The first is White Rabbit, an open-standard technology born out of CERN, the European Organization for Nuclear Research. It leverages standard Ethernet networking to synchronize thousands of devices with picosecond-level precision—a thousand times more accurate than a nanosecond. For defense, this could enable new capabilities like highly distributed radar arrays that act as a single, cohesive sensor and even more secure, frequency-hopping communication systems.
Even more transformative is the company's work in quantum timing. Quantum sensors and clocks operate by measuring the fundamental properties of atoms, providing a source of PNT that is completely independent of external signals like GPS. This technology holds the key to true navigation and timing assurance in environments where GPS is permanently denied, such as underwater or deep underground. Through programs like DARPA's Robust Quantum Sensor (RoQS) initiative and strategic collaborations with quantum technology firms like Infleqtion, Safran is developing miniaturized quantum devices that could one day be integrated into everything from individual soldier systems to hypersonic missiles.

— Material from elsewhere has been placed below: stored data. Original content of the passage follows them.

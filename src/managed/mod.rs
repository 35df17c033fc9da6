//! # Managed Resources
//!
//! External lifecycle of a managed resource: Connect, Observe, then Create,
//! Update, Delete or nothing.
//!
//! - `ExternalConnecter` resolves a resource's provider and credentials into
//!   an `ExternalClient`
//! - `ExternalClient` observes and mutates the external resource
//! - `AdapterClient` implements `ExternalClient` for any `ExternalKind` on top
//!   of a `ProviderAdapter`
//! - `reconciler.rs` drives one tick against the object store

pub mod reconciler;

pub use reconciler::{ManagedReconciler, ReconcileTiming};

use crate::connection::ConnectionDetails;
use crate::crd::Condition;
use crate::error::{Error, Result};
use crate::observability::metrics;
use crate::provider::ProviderAdapter;
use crate::resource::Managed;
use async_trait::async_trait;
use std::fmt;
use std::sync::Arc;
use tracing::info;

/// Result of observing an external resource. Never cached across ticks.
#[derive(Debug, Clone, Default, PartialEq, Eq)]
pub struct ExternalObservation {
    pub resource_exists: bool,
    pub resource_up_to_date: bool,
    pub connection_details: ConnectionDetails,
}

#[derive(Debug, Clone, Default, PartialEq, Eq)]
pub struct ExternalCreation {
    pub connection_details: ConnectionDetails,
}

#[derive(Debug, Clone, Default, PartialEq, Eq)]
pub struct ExternalUpdate {
    pub connection_details: ConnectionDetails,
}

/// Produces an `ExternalClient` for a managed resource
#[async_trait]
pub trait ExternalConnecter<K>: Send + Sync {
    /// Fails with `Error::Connection` if the provider cannot be resolved or
    /// its credentials are unusable
    async fn connect(&self, mg: &K) -> Result<Box<dyn ExternalClient<K>>>;
}

/// Observes and mutates the external resource bound to a managed resource
#[async_trait]
pub trait ExternalClient<K>: Send + Sync {
    async fn observe(&self, mg: &mut K) -> Result<ExternalObservation>;
    async fn create(&self, mg: &mut K) -> Result<ExternalCreation>;
    async fn update(&self, mg: &K) -> Result<ExternalUpdate>;
    async fn delete(&self, mg: &mut K) -> Result<()>;
}

/// Binds a managed resource kind to the provider-native shapes of its adapter
pub trait ExternalKind: Managed {
    type Desired: Send + Sync + 'static;
    type Observed: Send + Sync + 'static;

    /// Prefix of synthesized external identifiers
    const NAME_PREFIX: &'static str;

    /// Identifier of the external resource, if one is assigned
    fn external_name(&self) -> Option<&str>;

    fn set_external_name(&mut self, name: String);

    /// Deterministic identifier derived from the resource's UID, so a retried
    /// create reuses the identifier of the first attempt
    fn synthesize_external_name(&self) -> Option<String> {
        self.owner_uid()
            .filter(|uid| !uid.is_empty())
            .map(|uid| format!("{}-{}", Self::NAME_PREFIX, uid))
    }

    /// Desired provider-native state built from `spec.forProvider`
    fn desired(&self) -> Result<Self::Desired>;

    /// Copy provider-observed fields into `status.atProvider`
    fn update_status_from(&mut self, observed: &Self::Observed);

    /// Drift check between `spec.forProvider` and the observed state
    fn is_up_to_date(&self, observed: &Self::Observed) -> bool;

    fn connection_details(&self, _observed: &Self::Observed) -> ConnectionDetails {
        ConnectionDetails::new()
    }
}

pub type SharedAdapter<K> = Arc<
    dyn ProviderAdapter<
        Desired = <K as ExternalKind>::Desired,
        Observed = <K as ExternalKind>::Observed,
    >,
>;

/// `ExternalClient` backed by a provider adapter scoped to one project
pub struct AdapterClient<K: ExternalKind> {
    adapter: SharedAdapter<K>,
    project: String,
}

impl<K: ExternalKind> fmt::Debug for AdapterClient<K> {
    fn fmt(&self, f: &mut fmt::Formatter<'_>) -> fmt::Result {
        f.debug_struct("AdapterClient")
            .field("kind", &K::kind(&()))
            .field("project", &self.project)
            .finish_non_exhaustive()
    }
}

impl<K: ExternalKind> AdapterClient<K> {
    pub fn new(adapter: SharedAdapter<K>, project: impl Into<String>) -> Self {
        Self {
            adapter,
            project: project.into(),
        }
    }
}

#[async_trait]
impl<K: ExternalKind> ExternalClient<K> for AdapterClient<K> {
    async fn observe(&self, mg: &mut K) -> Result<ExternalObservation> {
        let Some(id) = mg.external_name().map(str::to_string) else {
            return Ok(ExternalObservation::default());
        };

        let observed = match self.adapter.get(&self.project, &id).await {
            Ok(observed) => observed,
            Err(e) if e.is_not_found() => return Ok(ExternalObservation::default()),
            Err(e) => return Err(Error::provider("observe", e)),
        };

        mg.update_status_from(&observed);
        mg.set_conditions(vec![Condition::available()]);
        Ok(ExternalObservation {
            resource_exists: true,
            resource_up_to_date: mg.is_up_to_date(&observed),
            connection_details: mg.connection_details(&observed),
        })
    }

    async fn create(&self, mg: &mut K) -> Result<ExternalCreation> {
        if mg.external_name().is_none() {
            if let Some(name) = mg.synthesize_external_name() {
                mg.set_external_name(name);
            }
        }
        let desired = mg.desired()?;

        mg.set_conditions(vec![Condition::creating()]);
        self.adapter
            .insert(&self.project, &desired)
            .await
            .map_err(|e| Error::provider("create", e))?;

        metrics::increment_external_operations(&K::kind(&()), "create");
        info!(
            "✅ Requested creation of {} {}",
            K::kind(&()),
            mg.external_name().unwrap_or_default()
        );
        Ok(ExternalCreation::default())
    }

    async fn update(&self, mg: &K) -> Result<ExternalUpdate> {
        let id = mg.external_name().ok_or_else(|| {
            Error::InvalidResource(format!("{} has no external name to update", K::kind(&())))
        })?;
        let desired = mg.desired()?;

        self.adapter
            .patch(&self.project, id, &desired)
            .await
            .map_err(|e| Error::provider("update", e))?;

        metrics::increment_external_operations(&K::kind(&()), "update");
        info!("🔄 Requested update of {} {}", K::kind(&()), id);
        Ok(ExternalUpdate::default())
    }

    async fn delete(&self, mg: &mut K) -> Result<()> {
        mg.set_conditions(vec![Condition::deleting()]);
        let Some(id) = mg.external_name().map(str::to_string) else {
            return Ok(());
        };

        match self.adapter.delete(&self.project, &id).await {
            Ok(()) => {
                metrics::increment_external_operations(&K::kind(&()), "delete");
                info!("🗑️  Requested deletion of {} {}", K::kind(&()), id);
                Ok(())
            }
            Err(e) if e.is_not_found() => Ok(()),
            Err(e) => Err(Error::provider("delete", e)),
        }
    }
}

This forward-looking investment signals a strategic understanding that the race for PNT superiority is relentless. As adversaries develop more sophisticated methods to disrupt GPS, the development of resilient, multi-layered, and ultimately GPS-independent timing solutions is not just an engineering challenge—it is a national security imperative. The journey from the first timing device to the 50,000th SecureSync reflects a half-century of innovation, but the push toward quantum horizons shows the mission to secure time is just beginning.